Prospettive assistenziali, n. 61, gennaio - marzo 1983
RIFLESSIONI SUL LIBRO
«CAMBIARE GENITORI»
GIANCARLO DURELLI
In un momento di riflessione sulla legge dell'adozione speciale, dopo più di 15 anni di sua applicazione
in Italia, il libro della Dell'Antonio «Cambiare
genitori» (1) pone alcuni interrogativi interessanti che dovrebbero far
meditare tutti coloro che hanno vissuto o
direttamente come genitori e come figli o indirettamente come operatori
sociali l'esperienza della adozione.
L'immagine del Mosè salvato
dalle acque di Raffaello, posta sulla copertina del libro evoca in me non solo
il momento dell'adozione del piccolo infante sottratto alla forza del Nilo, ma
anche l'affrancamento dalla schiavitù e dalla dipendenza di tutto un popolo
che viene condotto proprio attraverso una adozione
iniziale verso un lento e difficile cammino di individuazione.
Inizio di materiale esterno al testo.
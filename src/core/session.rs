use crate::core::debounce::Debouncer;
use crate::core::executor::{SearchExecutor, SearchOutcome, SearchState};
use crate::core::filter_state::FilterState;
use crate::core::pagination::PaginationControls;
use crate::domain::model::{LookupTables, PageSize};
use crate::domain::ports::{AddressBar, ReferenceApi, SearchApi};
use crate::utils::error::Result;
use std::sync::{Arc, Mutex, MutexGuard};
use std::time::Duration;

pub const DEFAULT_DEBOUNCE: Duration = Duration::from_millis(300);

/// 搜尋頁面的協調者：篩選狀態、查詢表、執行器與網址列
///
/// 所有方法都只需要 `&self`，多個搜尋可以同時在途；
/// 哪個結果被採用由執行器的請求序號決定。
pub struct SearchSession<A, B>
where
    A: SearchApi + ReferenceApi,
    B: AddressBar,
{
    filter: Mutex<FilterState>,
    lookups: Mutex<LookupTables>,
    executor: SearchExecutor<A, B>,
    debouncer: Debouncer,
}

fn lock<T>(mutex: &Mutex<T>) -> MutexGuard<'_, T> {
    mutex.lock().unwrap_or_else(|poisoned| poisoned.into_inner())
}

impl<A, B> SearchSession<A, B>
where
    A: SearchApi + ReferenceApi,
    B: AddressBar,
{
    /// 以網址列目前的查詢字串初始化篩選狀態
    pub fn new(api: Arc<A>, address_bar: Arc<B>) -> Self {
        Self::with_debounce(api, address_bar, DEFAULT_DEBOUNCE)
    }

    pub fn with_debounce(api: Arc<A>, address_bar: Arc<B>, debounce: Duration) -> Self {
        let filter = FilterState::from_query(&address_bar.current_query());
        Self {
            filter: Mutex::new(filter),
            lookups: Mutex::new(LookupTables::default()),
            executor: SearchExecutor::new(api, address_bar),
            debouncer: Debouncer::new(debounce),
        }
    }

    /// 同時載入三張查詢表，成功後執行第一次搜尋；
    /// 查詢表載入失敗時不發出搜尋
    pub async fn bootstrap(&self) -> Result<SearchOutcome> {
        self.load_lookups().await?;
        Ok(self.search().await)
    }

    pub async fn load_lookups(&self) -> Result<LookupTables> {
        let api = self.executor.api();
        let loaded = tokio::try_join!(api.skills(), api.professions(), api.locations());

        let (skills, professions, locations) = match loaded {
            Ok(tables) => tables,
            Err(e) => {
                tracing::error!("❌ Failed to load filter options: {}", e);
                return Err(e);
            }
        };
        tracing::debug!(
            "📚 Loaded {} skills, {} professions, {} locations",
            skills.len(),
            professions.len(),
            locations.len()
        );

        let tables = LookupTables {
            skills,
            professions,
            locations,
        };
        *lock(&self.lookups) = tables.clone();
        Ok(tables)
    }

    pub fn lookups(&self) -> LookupTables {
        lock(&self.lookups).clone()
    }

    pub fn filter(&self) -> FilterState {
        lock(&self.filter).clone()
    }

    pub fn state(&self) -> SearchState {
        self.executor.state()
    }

    pub fn pagination(&self) -> Option<PaginationControls> {
        self.state()
            .result
            .as_ref()
            .and_then(PaginationControls::for_result)
    }

    /// 修改篩選條件，不會自動發出搜尋
    pub fn edit<R>(&self, change: impl FnOnce(&mut FilterState) -> R) -> R {
        change(&mut lock(&self.filter))
    }

    /// 頁碼超過最後一頁時（例如舊的分享連結），改以最後一頁重新搜尋一次
    pub async fn search(&self) -> SearchOutcome {
        let outcome = self.search_once().await;
        match &outcome {
            SearchOutcome::Applied(result) if result.is_past_end() => {
                tracing::info!(
                    "↩️ page {} is past the last page {}, reloading page {}",
                    result.current_page,
                    result.last_page,
                    result.last_page
                );
                self.search_once().await
            }
            _ => outcome,
        }
    }

    async fn search_once(&self) -> SearchOutcome {
        let snapshot = self.filter();
        let outcome = self.executor.execute(&snapshot).await;
        if let SearchOutcome::Applied(result) = &outcome {
            lock(&self.filter).record_result(result);
        }
        outcome
    }

    /// 文字輸入觸發的搜尋：靜止期內被更新的呼叫會回傳 `None`
    pub async fn search_debounced(&self) -> Option<SearchOutcome> {
        if !self.debouncer.settle().await {
            return None;
        }
        Some(self.search().await)
    }

    pub async fn retry(&self) -> SearchOutcome {
        self.search().await
    }

    /// 頁碼超出範圍時回傳 `None`，且不發出任何請求
    pub async fn go_to_page(&self, page: u32) -> Option<SearchOutcome> {
        if !lock(&self.filter).go_to_page(page) {
            tracing::debug!("⏭️ page {} rejected", page);
            return None;
        }
        Some(self.search().await)
    }

    pub async fn change_page_size(&self, page_size: PageSize) -> SearchOutcome {
        lock(&self.filter).set_page_size(page_size);
        self.search().await
    }

    /// 清除全部篩選條件、清空網址查詢字串，並重新搜尋未篩選的結果
    pub async fn clear(&self) -> SearchOutcome {
        lock(&self.filter).clear();
        self.executor.address_bar().replace_query("");
        self.search().await
    }

    pub fn dismiss_error(&self) {
        self.executor.dismiss_error();
    }
}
Un'immagine che ci conduce anche al tema principale
del libro, a volte forse non ben marcato, ma sempre sotteso tra le righe:
l'adozione, se vissuta pienamente, provoca in tutta la famiglia
un cambiamento che ha il senso di una rivoluzione, perché il bimbo non
trova ma cambia i genitori, ed i genitori, sia se sono già tali perché hanno
figli naturali, sia se lo diventano per la prima volta con l'adozione, devono,
per accogliere il nuovo venuto, mutare i loro schemi di vita e molte volte la
loro visione del mondo se vogliono vivere l'adozione come una esperienza di
crescita e di conoscenza di tutta la famiglia.
Un cambiamento non facile non solo
per il bimbo, ma anche per i genitori adottivi.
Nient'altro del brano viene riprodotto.